Share your dilemmas and get honest opinions from other Mumsnetters.

‘What do you want for Mother’s Day’

111 replies

Babooshka1990 · 11/03/2023 03:28

First Mother’s Day and he’s said if expect a gift he has no idea what to get me, and I should send him a link. If I want to go anywhere I should tell him where and when.

AIBU to think it can’t be that hard to arrange a thoughtful surprise, and it’s his responsibility as the gift-giver?

Flowers, framed picture, spa voucher, or a breakfast reservation. I feel like it’s not that hard to plan/ choose something nice. I don’t really see the point if I’m making my own arrangements.

OP posts:
Fizbosshoes · 11/03/2023 08:25

I didn't wait to be asked! Blush I said "if you need any ideas for mothers day I'd quite like xx" (a practical item that is about £12.) I will likely get my favourite brand of chocolate as well.
One year DD chose a decorative sign, and a bell that said ring for chocolate. Both useless and DH whinged to me about how expensive and useless they were! But I didn't ask for them! or particularly want them Even years later he grumbled about how much of a rip off the sign was! 😂

imnotthatkindofmum · 11/03/2023 09:12

Babooshka1990 · 11/03/2023 03:28

First Mother’s Day and he’s said if expect a gift he has no idea what to get me, and I should send him a link. If I want to go anywhere I should tell him where and when.

AIBU to think it can’t be that hard to arrange a thoughtful surprise, and it’s his responsibility as the gift-giver?

Flowers, framed picture, spa voucher, or a breakfast reservation. I feel like it’s not that hard to plan/ choose something nice. I don’t really see the point if I’m making my own arrangements.

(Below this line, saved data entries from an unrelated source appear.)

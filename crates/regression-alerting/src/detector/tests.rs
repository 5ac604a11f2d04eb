//! Behavioural tests for the merged detector

use super::*;
use crate::statistics::{MemoryStatistics, MetricSample};
use chrono::Utc;

fn stats(duration: MetricSample, heap: MetricSample, success_rate: f64) -> Statistics {
    Statistics {
        duration,
        memory: MemoryStatistics { heap },
        success_rate,
        error_rate: 1.0 - success_rate,
    }
}

fn default_stats() -> Statistics {
    stats(
        MetricSample::new(100.0, 10.0, 30),
        MetricSample::new(256.0, 16.0, 30),
        0.98,
    )
}

fn baseline_of(statistics: Statistics) -> Baseline {
    Baseline {
        statistics,
        sample_size: 30,
        captured_at: Utc::now(),
    }
}

fn detector() -> RegressionDetector {
    RegressionDetector::new(DetectorConfig::default()).unwrap()
}

#[test]
fn test_missing_baseline_is_skipped() {
    let result = detector().detect("staging", "api", &default_stats().into(), None);

    assert!(!result.has_regression());
    assert!(result.analysis().is_none());
    match result {
        Detection::Skipped {
            has_regression,
            reason,
        } => {
            assert!(!has_regression);
            assert_eq!(reason, "no baseline or invalid current result");
        }
        Detection::Analyzed(_) => panic!("expected skip"),
    }
}

#[test]
fn test_missing_current_statistics_is_skipped() {
    let baseline = baseline_of(default_stats());
    let result = detector().detect("staging", "api", &TestResult::default(), Some(&baseline));

    assert!(matches!(result, Detection::Skipped { .. }));
}

#[test]
fn test_negative_std_dev_is_skipped() {
    let heap = MetricSample::new(256.0, 16.0, 30);
    let baseline = baseline_of(stats(MetricSample::new(100.0, -10.0, 30), heap, 0.98));
    let current = stats(MetricSample::new(100.5, -10.0, 30), heap, 0.98);

    let result = detector().detect("staging", "api", &current.into(), Some(&baseline));

    assert!(!result.has_regression());
    assert!(result.analysis().is_none());
}

#[test]
fn test_zero_sample_size_in_current_is_skipped() {
    let baseline = baseline_of(default_stats());
    let current = stats(
        MetricSample::new(135.0, 10.0, 0),
        MetricSample::new(256.0, 16.0, 30),
        0.98,
    );

    let result = detector().detect("staging", "api", &current.into(), Some(&baseline));

    assert!(matches!(result, Detection::Skipped { .. }));
}

#[test]
fn test_out_of_range_success_rate_is_skipped() {
    let baseline = baseline_of(default_stats());
    let mut current = default_stats();
    current.success_rate = 1.5;

    let result = detector().detect("staging", "api", &current.into(), Some(&baseline));

    assert!(matches!(result, Detection::Skipped { .. }));
}

#[test]
fn test_identical_statistics_no_regression_no_improvement() {
    let baseline = baseline_of(default_stats());
    let analysis = detector()
        .detect("staging", "api", &default_stats().into(), Some(&baseline))
        .into_analysis()
        .unwrap();

    assert!(!analysis.is_regression);
    assert!(!analysis.is_improvement);
    assert_eq!(analysis.severity, Severity::Normal);
    assert_eq!(analysis.confidence, 0.0);
    assert!(analysis.detecting_algorithms.is_empty());
    assert!(analysis.recommendations.is_empty());
    assert!(analysis.summary.starts_with("No significant performance change"));
}

#[test]
fn test_critical_duration_regression_scenario() {
    let baseline = baseline_of(default_stats());
    let mut current = default_stats();
    current.duration = MetricSample::new(135.0, 10.0, 30);

    let analysis = detector()
        .detect("staging", "api", &current.into(), Some(&baseline))
        .into_analysis()
        .unwrap();

    let duration = analysis.duration_comparison().unwrap();
    assert!((duration.percentage_change - 35.0).abs() < 1e-9);
    assert!((duration.effect_size - 3.5).abs() < 1e-9);
    assert_eq!(duration.severity, Severity::Critical);

    assert!(analysis.is_regression);
    assert!(!analysis.is_improvement);
    assert_eq!(analysis.severity, Severity::Critical);
    assert_eq!(
        analysis.detecting_algorithms,
        vec![
            Algorithm::Statistical,
            Algorithm::Trend,
            Algorithm::ChangePoint,
            Algorithm::Anomaly
        ]
    );

    // statistical 0.999, trend 1.0, change point 0.875, anomaly 0.875
    let expected = (0.999 + 1.0 + 0.875 + 0.875) / 4.0;
    assert!((analysis.confidence - expected).abs() < 1e-9);

    let categories: Vec<_> = analysis
        .recommendations
        .iter()
        .map(|r| r.category)
        .collect();
    assert_eq!(
        categories,
        vec![
            RecommendationCategory::ImmediateAction,
            RecommendationCategory::PerformanceOptimization,
            RecommendationCategory::Monitoring,
        ]
    );
    assert!(analysis.recommendations[1].message.contains("35.0%"));
}

#[test]
fn test_reliability_drop_is_warning() {
    let baseline = baseline_of(default_stats());
    let mut current = default_stats();
    current.success_rate = 0.90;
    current.error_rate = 0.10;

    let analysis = detector()
        .detect("prod", "checkout", &current.into(), Some(&baseline))
        .into_analysis()
        .unwrap();

    let reliability = &analysis.algorithms.statistical.as_ref().unwrap().reliability;
    assert!((reliability.success_rate_change + 0.08).abs() < 1e-9);
    assert_eq!(reliability.severity, Severity::Warning);

    assert!(analysis.is_regression);
    assert_eq!(analysis.severity, Severity::Warning);
    assert_eq!(analysis.detecting_algorithms, vec![Algorithm::Statistical]);
}

#[test]
fn test_memory_regression_recommendation() {
    let baseline = baseline_of(default_stats());
    let mut current = default_stats();
    current.memory.heap = MetricSample::new(320.0, 16.0, 30);

    let analysis = detector()
        .detect("staging", "api", &current.into(), Some(&baseline))
        .into_analysis()
        .unwrap();

    assert!(analysis.is_regression);
    assert_eq!(analysis.severity, Severity::Warning);
    assert!(analysis
        .recommendations
        .iter()
        .any(|r| r.category == RecommendationCategory::MemoryOptimization));
}

#[test]
fn test_improvement_detected() {
    let baseline = baseline_of(default_stats());
    let mut current = default_stats();
    current.duration = MetricSample::new(75.0, 10.0, 30);

    let analysis = detector()
        .detect("staging", "api", &current.into(), Some(&baseline))
        .into_analysis()
        .unwrap();

    assert!(analysis.is_improvement);
    assert!(!analysis.is_regression);
    assert_eq!(
        analysis.recommendations.last().unwrap().category,
        RecommendationCategory::Documentation
    );
    assert!(analysis.summary.starts_with("Performance improvement"));
}

#[test]
fn test_disabled_algorithms_do_not_run() {
    let config = DetectorConfig {
        algorithms: AlgorithmToggles {
            statistical: true,
            trend: false,
            change_point: false,
            anomaly: false,
        },
        ..DetectorConfig::default()
    };
    let detector = RegressionDetector::new(config).unwrap();

    let baseline = baseline_of(default_stats());
    let mut current = default_stats();
    current.duration = MetricSample::new(135.0, 10.0, 30);

    let analysis = detector
        .detect("staging", "api", &current.into(), Some(&baseline))
        .into_analysis()
        .unwrap();

    assert!(analysis.algorithms.trend.is_none());
    assert!(analysis.algorithms.change_point.is_none());
    assert!(analysis.algorithms.anomaly.is_none());
    assert_eq!(analysis.detecting_algorithms, vec![Algorithm::Statistical]);
    assert!((analysis.confidence - 0.999).abs() < 1e-9);
}

#[test]
fn test_history_window_overrides_interpolation() {
    let baseline = baseline_of(default_stats());
    let mut current = default_stats();
    current.duration = MetricSample::new(104.0, 10.0, 30);

    let history = [100.0, 101.0, 102.0, 103.0];
    let analysis = detector()
        .detect_with_history("staging", "api", &current.into(), Some(&baseline), &history)
        .into_analysis()
        .unwrap();

    let trend = analysis.algorithms.trend.as_ref().unwrap();
    assert_eq!(trend.source, TrendSource::History);
    assert_eq!(trend.points, 5);
    assert!(trend.correlation > 0.99);
}

#[test]
fn test_batch_preserves_order() {
    let baseline = baseline_of(default_stats());
    let mut slow = default_stats();
    slow.duration = MetricSample::new(140.0, 10.0, 30);

    let requests = vec![
        DetectionRequest {
            environment: "staging".to_string(),
            test_suite: "fast".to_string(),
            current: default_stats().into(),
            baseline: Some(baseline.clone()),
            history: None,
        },
        DetectionRequest {
            environment: "staging".to_string(),
            test_suite: "slow".to_string(),
            current: slow.into(),
            baseline: Some(baseline),
            history: None,
        },
        DetectionRequest {
            environment: "staging".to_string(),
            test_suite: "new".to_string(),
            current: default_stats().into(),
            baseline: None,
            history: None,
        },
    ];

    let results = detector().detect_batch(&requests);
    assert_eq!(results.len(), 3);
    assert!(!results[0].has_regression());
    assert!(results[1].has_regression());
    assert_eq!(results[1].analysis().unwrap().test_suite, "slow");
    assert!(matches!(results[2], Detection::Skipped { .. }));
}

#[test]
fn test_merge_empty_and_mixed() {
    assert_eq!(merge(&[]), (Severity::Normal, 0.0));

    let detections = vec![
        AlgorithmDetection {
            algorithm: Algorithm::Trend,
            confidence: 0.5,
            severity: Severity::Warning,
        },
        AlgorithmDetection {
            algorithm: Algorithm::Anomaly,
            confidence: 1.0,
            severity: Severity::Critical,
        },
    ];
    assert_eq!(merge(&detections), (Severity::Critical, 0.75));
}

#[test]
fn test_invalid_config_rejected() {
    let mut config = DetectorConfig::default();
    config.thresholds.performance.warning = 40.0;
    assert!(RegressionDetector::new(config).is_err());
}

#[test]
fn test_analysis_serializes_camel_case() {
    let baseline = baseline_of(default_stats());
    let analysis = detector()
        .detect("staging", "api", &default_stats().into(), Some(&baseline))
        .into_analysis()
        .unwrap();

    let json = serde_json::to_value(&analysis).unwrap();
    assert!(json.get("isRegression").is_some());
    assert!(json.get("detectingAlgorithms").is_some());
    assert!(json["algorithms"].get("changePoint").is_some());
}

Tell him you want a day and night off away from the house by yourself with no responsibilities and nothing extra to do when you get back. In fact you'd like him to do all the chores, brain work and kid stuff as timely as you would do them so you don't stress while you're away that you'll have so much to do when you get back.

I have said this for the last 10 years. I never got it because he knows he wont achieve it. Instead he uses his brain and buys me something nice instead. So a small win but still waiting for my dream day off.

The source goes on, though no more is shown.